Die Verzögerung der Entscheidung ist dann ausschließlich auf ein Verschulden der Behörde zurückzuführen, wenn sie weder durch das Verschulden der Partei noch durch unüberwindliche Hindernisse verursacht wurde (vgl. die bei Walter/Thienel, Verwaltungsverfahrensgesetze I2 (1998), E 298 ff zu § 73 AVG wiedergegebene hg. Judikatur). Von einem Verschulden des Beschwerdeführers spricht auch der angefochtene Bescheid nicht. Ein unüberwindliches Hindernis aber war ebenso nicht zu erkennen. Wie der Beschwerdeführer zutreffend aufzeigt, hätte die BH das Bezirksgericht um vorübergehende Rücksendung der Akten ersuchen, sich um die jederzeit mögliche Einsicht um den beim Bezirksgericht verfügbaren Akt bemühen oder Abschriften der für die Entscheidung wesentlichen Aktenteile herstellen können. Dass die BH irgendwelche Bemühungen dieser Art gesetzt hätte, wird auch vom angefochtenen Bescheid nicht festgestellt. Der bloße Umstand der Übersendung des Verfahrensaktes an das Bezirksgericht war nicht geeignet, ein unüberwindliches Hindernis an der Bescheiderlassung zu begründen. Gleiches gilt für die verspätete Übermittlung der wasserwirtschaftlichen Studie an die BH durch die Oberbehörde schlicht deshalb, weil über- bzw. untergeordnete Behörden sich hinsichtlich der Frage der Säumigkeit das hiefür bedeutsame Verhalten der jeweils anderen Behörde zurechnen lassen müssen (vgl. das hg. Erkenntnis vom 31. März 1992, 92/07/0053).

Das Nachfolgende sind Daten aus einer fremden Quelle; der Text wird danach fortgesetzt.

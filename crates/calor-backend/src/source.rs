//! Kernel program source language.
//!
//! A program is a list of kernel declarations, one per line:
//!
//! ```text
//! // comments run to end of line
//! kernel heat_step(float inner, global const float* src, global float* dst);
//! ```
//!
//! Parameter types are `float`, `uint`, `global const float*`,
//! `global const uint*`, `global float*` and `global uint*`. Every kernel
//! has exactly one writable (non-`const`) global parameter: the buffer
//! that receives one element per work item.

use std::fmt;

use smallvec::SmallVec;

use crate::error::Diagnostic;

/// The type of one kernel parameter.
#[derive(Clone, Copy, Debug, PartialEq, Eq, Hash)]
pub enum ParamKind {
    /// `float`
    Float,
    /// `uint`
    Uint,
    /// `global const float*`
    ConstFloatPtr,
    /// `global const uint*`
    ConstUintPtr,
    /// `global float*`
    FloatPtr,
    /// `global uint*`
    UintPtr,
}

impl ParamKind {
    /// Parse a normalized type spelling.
    pub fn from_type_name(name: &str) -> Option<Self> {
        Some(match name {
            "float" => ParamKind::Float,
            "uint" => ParamKind::Uint,
            "global const float*" => ParamKind::ConstFloatPtr,
            "global const uint*" => ParamKind::ConstUintPtr,
            "global float*" => ParamKind::FloatPtr,
            "global uint*" => ParamKind::UintPtr,
            _ => return None,
        })
    }

    /// The source spelling.
    pub fn type_name(self) -> &'static str {
        match self {
            ParamKind::Float => "float",
            ParamKind::Uint => "uint",
            ParamKind::ConstFloatPtr => "global const float*",
            ParamKind::ConstUintPtr => "global const uint*",
            ParamKind::FloatPtr => "global float*",
            ParamKind::UintPtr => "global uint*",
        }
    }

    /// Whether the parameter takes a buffer.
    pub fn is_buffer(self) -> bool {
        !matches!(self, ParamKind::Float | ParamKind::Uint)
    }

    /// Whether the parameter is a writable buffer.
    pub fn is_output(self) -> bool {
        matches!(self, ParamKind::FloatPtr | ParamKind::UintPtr)
    }
}

impl fmt::Display for ParamKind {
    fn fmt(&self, f: &mut fmt::Formatter<'_>) -> fmt::Result {
        f.write_str(self.type_name())
    }
}

/// A named kernel parameter.
#[derive(Clone, Debug, PartialEq, Eq)]
pub struct Param {
    /// Declared type.
    pub kind: ParamKind,
    /// Declared name.
    pub name: String,
}

/// One parsed kernel declaration.
#[derive(Clone, Debug, PartialEq, Eq)]
pub struct KernelSignature {
    /// Kernel name.
    pub name: String,
    /// Parameters in declaration order.
    pub params: Vec<Param>,
    /// 1-based line of the declaration.
    pub line: usize,
}

impl KernelSignature {
    /// Parameter kinds in declaration order.
    pub fn kinds(&self) -> SmallVec<[ParamKind; 8]> {
        self.params.iter().map(|p| p.kind).collect()
    }

    /// Index of the writable parameter.
    pub fn output_index(&self) -> Option<usize> {
        self.params.iter().position(|p| p.kind.is_output())
    }
}

/// Render a parameter list as `(float, global float*)`.
pub fn format_kinds(kinds: &[ParamKind]) -> String {
    let names: Vec<_> = kinds.iter().map(|k| k.type_name()).collect();
    format!("({})", names.join(", "))
}

/// Parse a program. Returns every declaration, or every diagnostic.
///
/// ```
/// use calor_backend::source::parse;
/// use calor_backend::ParamKind;
///
/// let decls = parse("kernel copy(global const uint* a, global uint* b);").unwrap();
/// assert_eq!(decls[0].name, "copy");
/// assert_eq!(decls[0].params[1].kind, ParamKind::UintPtr);
///
/// let errs = parse("\nkernel broken(double x);").unwrap_err();
/// assert_eq!(errs[0].line, 2);
/// ```
pub fn parse(source: &str) -> Result<Vec<KernelSignature>, Vec<Diagnostic>> {
    let mut decls: Vec<KernelSignature> = Vec::new();
    let mut diags = Vec::new();

    for (i, raw) in source.lines().enumerate() {
        let line = i + 1;
        let text = match raw.find("//") {
            Some(pos) => &raw[..pos],
            None => raw,
        }
        .trim();
        if text.is_empty() {
            continue;
        }
        match parse_decl(text, line) {
            Ok(sig) => {
                if let Some(prev) = decls.iter().find(|d| d.name == sig.name) {
                    diags.push(Diagnostic::new(
                        line,
                        format!(
                            "kernel '{}' already declared on line {}",
                            sig.name, prev.line
                        ),
                    ));
                } else {
                    decls.push(sig);
                }
            }
            Err(mut errs) => diags.append(&mut errs),
        }
    }

    if decls.is_empty() && diags.is_empty() {
        diags.push(Diagnostic::new(1, "program declares no kernels"));
    }
    if diags.is_empty() {
        Ok(decls)
    } else {
        Err(diags)
    }
}

fn parse_decl(text: &str, line: usize) -> Result<KernelSignature, Vec<Diagnostic>> {
    let err = |msg: String| vec![Diagnostic::new(line, msg)];

    let rest = text
        .strip_prefix("kernel")
        .filter(|r| r.starts_with(char::is_whitespace))
        .ok_or_else(|| err(format!("expected 'kernel', found '{text}'")))?
        .trim_start();
    let rest = rest
        .strip_suffix(';')
        .ok_or_else(|| err("expected ';' at end of declaration".into()))?
        .trim_end();
    let open = rest
        .find('(')
        .ok_or_else(|| err("expected '(' after kernel name".into()))?;
    let body = rest[open + 1..]
        .strip_suffix(')')
        .ok_or_else(|| err("expected ')' closing the parameter list".into()))?;
    let name = rest[..open].trim();
    if !is_identifier(name) {
        return Err(err(format!("invalid kernel name '{name}'")));
    }

    let mut diags = Vec::new();
    let mut params: Vec<Param> = Vec::new();
    if !body.trim().is_empty() {
        for (pos, piece) in body.split(',').enumerate() {
            match parse_param(piece.trim()) {
                Ok(p) => {
                    if params.iter().any(|q| q.name == p.name) {
                        diags.push(Diagnostic::new(
                            line,
                            format!("duplicate parameter '{}' in kernel '{name}'", p.name),
                        ));
                    }
                    params.push(p);
                }
                Err(msg) => diags.push(Diagnostic::new(
                    line,
                    format!("parameter {} of kernel '{name}': {msg}", pos + 1),
                )),
            }
        }
    }

    if diags.is_empty() {
        let outputs = params.iter().filter(|p| p.kind.is_output()).count();
        if outputs != 1 {
            diags.push(Diagnostic::new(
                line,
                format!("kernel '{name}' must have exactly one writable buffer, found {outputs}"),
            ));
        }
    }

    if diags.is_empty() {
        Ok(KernelSignature {
            name: name.to_string(),
            params,
            line,
        })
    } else {
        Err(diags)
    }
}

fn parse_param(text: &str) -> Result<Param, String> {
    if text.is_empty() {
        return Err("empty parameter".into());
    }
    let split = text
        .char_indices()
        .rev()
        .find(|&(_, c)| !(c.is_ascii_alphanumeric() || c == '_'))
        .map_or(0, |(i, c)| i + c.len_utf8());
    let (ty, name) = text.split_at(split);
    if !is_identifier(name) {
        return Err(format!("missing parameter name in '{text}'"));
    }
    let ty = normalize_type(ty);
    if ty.is_empty() {
        return Err(format!("missing type for '{name}'"));
    }
    let kind = ParamKind::from_type_name(&ty).ok_or_else(|| format!("unknown type '{ty}'"))?;
    Ok(Param {
        kind,
        name: name.to_string(),
    })
}

/// Collapse whitespace and attach `*` to the preceding word.
fn normalize_type(ty: &str) -> String {
    let spaced = ty.replace('*', " * ");
    let mut out = String::new();
    for word in spaced.split_whitespace() {
        if word == "*" {
            out.push('*');
        } else {
            if !out.is_empty() {
                out.push(' ');
            }
            out.push_str(word);
        }
    }
    out
}

fn is_identifier(s: &str) -> bool {
    let mut chars = s.chars();
    matches!(chars.next(), Some(c) if c.is_ascii_alphabetic() || c == '_')
        && chars.all(|c| c.is_ascii_alphanumeric() || c == '_')
}

#[cfg(test)]
mod tests {
    use super::*;

    const HEAT: &str = "\
// heat program
kernel heat_step(float inner, float outer, uint edge,
";

    #[test]
    fn parses_full_signature() {
        let src = "kernel k(float a, uint b, global const uint* c, global const float *d, global float* e);";
        let decls = parse(src).unwrap();
        assert_eq!(decls.len(), 1);
        let k = &decls[0];
        assert_eq!(
            k.kinds().as_slice(),
            &[
                ParamKind::Float,
                ParamKind::Uint,
                ParamKind::ConstUintPtr,
                ParamKind::ConstFloatPtr,
                ParamKind::FloatPtr,
            ]
        );
        assert_eq!(k.params[3].name, "d");
        assert_eq!(k.output_index(), Some(4));
        assert_eq!(k.line, 1);
    }

    #[test]
    fn comments_and_blank_lines_are_skipped() {
        let src = "// header\n\n   kernel a(global uint* o); // trailing\n";
        let decls = parse(src).unwrap();
        assert_eq!(decls[0].name, "a");
        assert_eq!(decls[0].line, 3);
    }

    #[test]
    fn unterminated_declaration_reports_its_line() {
        let errs = parse(HEAT).unwrap_err();
        assert_eq!(errs.len(), 1);
        assert_eq!(errs[0].line, 2);
        assert!(errs[0].message.contains("';'"));
    }

    #[test]
    fn unknown_type_is_reported() {
        let errs = parse("kernel k(global double* o);").unwrap_err();
        assert!(errs[0].message.contains("unknown type 'global double*'"));
    }

    #[test]
    fn every_bad_line_is_reported() {
        let src = "kernel a(int x);\nkernel b(global uint* o);\nnonsense\n";
        let errs = parse(src).unwrap_err();
        let lines: Vec<_> = errs.iter().map(|d| d.line).collect();
        assert_eq!(lines, vec![1, 3]);
    }

    #[test]
    fn output_count_is_enforced() {
        let none = parse("kernel a(float x, global const float* y);").unwrap_err();
        assert!(none[0].message.contains("found 0"));
        let two = parse("kernel a(global float* x, global uint* y);").unwrap_err();
        assert!(two[0].message.contains("found 2"));
    }

    #[test]
    fn duplicates_are_rejected() {
        let errs = parse("kernel a(global uint* o);\nkernel a(global uint* o);").unwrap_err();
        assert_eq!(errs[0].line, 2);
        assert!(errs[0].message.contains("already declared on line 1"));

        let errs = parse("kernel a(float x, global uint* x);").unwrap_err();
        assert!(errs[0].message.contains("duplicate parameter 'x'"));
    }

    #[test]
    fn empty_program_is_an_error() {
        let errs = parse("// nothing here\n").unwrap_err();
        assert_eq!(errs[0].message, "program declares no kernels");
    }

    #[test]
    fn type_spelling_round_trips() {
        for kind in [
            ParamKind::Float,
            ParamKind::Uint,
            ParamKind::ConstFloatPtr,
            ParamKind::ConstUintPtr,
            ParamKind::FloatPtr,
            ParamKind::UintPtr,
        ] {
            assert_eq!(ParamKind::from_type_name(kind.type_name()), Some(kind));
        }
        assert_eq!(normalize_type("global   const float  *"), "global const float*");
    }

    #[test]
    fn format_kinds_lists_types() {
        assert_eq!(
            format_kinds(&[ParamKind::Float, ParamKind::UintPtr]),
            "(float, global uint*)"
        );
    }
}
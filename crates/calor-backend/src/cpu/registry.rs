//! Native kernel implementations and the arguments they run against.

use std::fmt;
use std::sync::Arc;

use indexmap::IndexMap;

use crate::source::ParamKind;

/// Failure raised by a native kernel while computing a row.
#[derive(Clone, Debug, PartialEq, Eq)]
pub struct KernelFault {
    /// What went wrong.
    pub message: String,
}

impl KernelFault {
    /// Build a fault from any message.
    pub fn new(message: impl Into<String>) -> Self {
        Self {
            message: message.into(),
        }
    }
}

impl fmt::Display for KernelFault {
    fn fmt(&self, f: &mut fmt::Formatter<'_>) -> fmt::Result {
        f.write_str(&self.message)
    }
}

impl std::error::Error for KernelFault {}

/// Computes row `y` of a launch into `out`, which holds one 32-bit word
/// per work item of that row.
pub type RowFn = fn(&BoundArgs, usize, &mut [u32]) -> Result<(), KernelFault>;

/// A kernel the CPU backend can bind program declarations to.
#[derive(Clone)]
pub struct NativeKernel {
    name: String,
    params: Vec<ParamKind>,
    row: RowFn,
}

impl NativeKernel {
    /// Describe a native kernel by name and parameter kinds.
    pub fn new(name: impl Into<String>, params: Vec<ParamKind>, row: RowFn) -> Self {
        Self {
            name: name.into(),
            params,
            row,
        }
    }

    /// Kernel name, matched against program declarations.
    pub fn name(&self) -> &str {
        &self.name
    }

    /// Parameter kinds, matched against program declarations.
    pub fn params(&self) -> &[ParamKind] {
        &self.params
    }

    pub(crate) fn row(&self) -> RowFn {
        self.row
    }
}

impl fmt::Debug for NativeKernel {
    fn fmt(&self, f: &mut fmt::Formatter<'_>) -> fmt::Result {
        f.debug_struct("NativeKernel")
            .field("name", &self.name)
            .field("params", &self.params)
            .finish_non_exhaustive()
    }
}

/// The set of native kernels available to programs, by name.
#[derive(Clone, Debug, Default)]
pub struct KernelRegistry {
    kernels: IndexMap<String, NativeKernel>,
}

impl KernelRegistry {
    /// An empty registry.
    pub fn new() -> Self {
        Self::default()
    }

    /// Add or replace a kernel; returns the one it replaced.
    pub fn register(&mut self, kernel: NativeKernel) -> Option<NativeKernel> {
        self.kernels.insert(kernel.name.clone(), kernel)
    }

    /// Builder form of [`register`](Self::register).
    pub fn with(mut self, kernel: NativeKernel) -> Self {
        self.register(kernel);
        self
    }

    /// Look up a kernel by name.
    pub fn get(&self, name: &str) -> Option<&NativeKernel> {
        self.kernels.get(name)
    }

    /// Registered names in registration order.
    pub fn names(&self) -> impl Iterator<Item = &str> {
        self.kernels.keys().map(String::as_str)
    }

    /// Number of registered kernels.
    pub fn len(&self) -> usize {
        self.kernels.len()
    }

    /// Whether no kernels are registered.
    pub fn is_empty(&self) -> bool {
        self.kernels.is_empty()
    }
}

// ── Bound arguments ─────────────────────────────────────────────

/// One argument value as seen by a running kernel.
#[derive(Clone, Debug)]
pub(crate) enum BoundValue {
    Float(f32),
    Uint(u32),
    /// Immutable snapshot of an input buffer.
    Input(Arc<Vec<u32>>),
    /// The launch's output; written through the row slice, not here.
    Output,
}

/// The arguments of one launch, shared read-only by every worker.
#[derive(Debug)]
pub struct BoundArgs {
    kernel: String,
    global: [usize; 2],
    values: Vec<BoundValue>,
}

impl BoundArgs {
    pub(crate) fn new(kernel: String, global: [usize; 2], values: Vec<BoundValue>) -> Self {
        Self {
            kernel,
            global,
            values,
        }
    }

    /// Kernel being run.
    pub fn kernel(&self) -> &str {
        &self.kernel
    }

    /// Work items per row.
    pub fn width(&self) -> usize {
        self.global[0]
    }

    /// Number of rows.
    pub fn height(&self) -> usize {
        self.global[1]
    }

    /// `float` argument at `index`.
    pub fn float(&self, index: usize) -> Result<f32, KernelFault> {
        match self.values.get(index) {
            Some(BoundValue::Float(v)) => Ok(*v),
            _ => Err(self.wrong_kind(index, "float")),
        }
    }

    /// `uint` argument at `index`.
    pub fn uint(&self, index: usize) -> Result<u32, KernelFault> {
        match self.values.get(index) {
            Some(BoundValue::Uint(v)) => Ok(*v),
            _ => Err(self.wrong_kind(index, "uint")),
        }
    }

    /// Input buffer at `index` as raw words.
    pub fn words(&self, index: usize) -> Result<&[u32], KernelFault> {
        match self.values.get(index) {
            Some(BoundValue::Input(words)) => Ok(words.as_slice()),
            _ => Err(self.wrong_kind(index, "input buffer")),
        }
    }

    /// Input buffer at `index` reinterpreted as `f32`.
    pub fn floats(&self, index: usize) -> Result<&[f32], KernelFault> {
        self.words(index).map(bytemuck::cast_slice)
    }

    fn wrong_kind(&self, index: usize, expected: &str) -> KernelFault {
        KernelFault::new(format!(
            "kernel '{}' read argument {index} as {expected}",
            self.kernel
        ))
    }
}

#[cfg(test)]
mod tests {
    use super::*;

    fn noop(_: &BoundArgs, _: usize, _: &mut [u32]) -> Result<(), KernelFault> {
        Ok(())
    }

    #[test]
    fn registry_keeps_registration_order() {
        let reg = KernelRegistry::new()
            .with(NativeKernel::new("b", vec![ParamKind::UintPtr], noop))
            .with(NativeKernel::new("a", vec![ParamKind::FloatPtr], noop));
        assert_eq!(reg.names().collect::<Vec<_>>(), vec!["b", "a"]);
        assert_eq!(reg.get("a").map(|k| k.params()), Some(&[ParamKind::FloatPtr][..]));
        assert!(reg.get("c").is_none());
    }

    #[test]
    fn register_replaces_by_name() {
        let mut reg = KernelRegistry::new();
        assert!(reg
            .register(NativeKernel::new("k", vec![ParamKind::UintPtr], noop))
            .is_none());
        let old = reg.register(NativeKernel::new("k", vec![ParamKind::FloatPtr], noop));
        assert_eq!(old.map(|k| k.params().to_vec()), Some(vec![ParamKind::UintPtr]));
        assert_eq!(reg.len(), 1);
    }

    #[test]
    fn accessors_check_kinds() {
        let args = BoundArgs::new(
            "k".into(),
            [2, 1],
            vec![
                BoundValue::Float(0.5),
                BoundValue::Uint(3),
                BoundValue::Input(Arc::new(vec![1.0f32.to_bits(), 2.0f32.to_bits()])),
                BoundValue::Output,
            ],
        );
        assert_eq!(args.float(0), Ok(0.5));
        assert_eq!(args.uint(1), Ok(3));
        assert_eq!(args.floats(2).unwrap(), &[1.0f32, 2.0]);
        assert!(args.float(1).is_err());
        assert!(args.words(3).is_err());
        assert!(args.uint(9).is_err());
    }
}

In der rechtlichen Beurteilung, es liege kein ausschließliches Verschulden der BH an der Verzögerung in der Bescheiderlassung vor, hat die belangte Behörde die Rechtslage somit verkannt und in Wahrnehmung der auf sie unstrittig übergegangenen Entscheidungspflicht nach § 73 Abs. 2 AVG den Devolutionsantrag des Beschwerdeführers an den LH somit rechtsirrig abgewiesen. Die dem angefochtenen Bescheid deshalb anhaftende Rechtswidrigkeit seines Inhaltes ließ sich schon der Begründung des angefochtenen Bescheides entnehmen, weshalb es angesichts des zwischen den Parteien des verwaltungsgerichtlichen Verfahrens ohnehin nicht strittigen Verfahrensablaufes des dem Verwaltungsgerichtshof durch die unterbliebene Aktenvorlage ermöglichten Rückgriffs auf die Bestimmung des § 38 Abs. 2 VwGG gar nicht mehr bedurfte.

Der angefochtene Bescheid war somit gemäß § 42 Abs. 2 Z. 1 VwGG aufzuheben.

Die Entscheidung über den Aufwandersatz gründet sich auf die §§ 47 ff VwGG in Verbindung mit der Verordnung des Bundeskanzlers BGBl. Nr. 416/1994.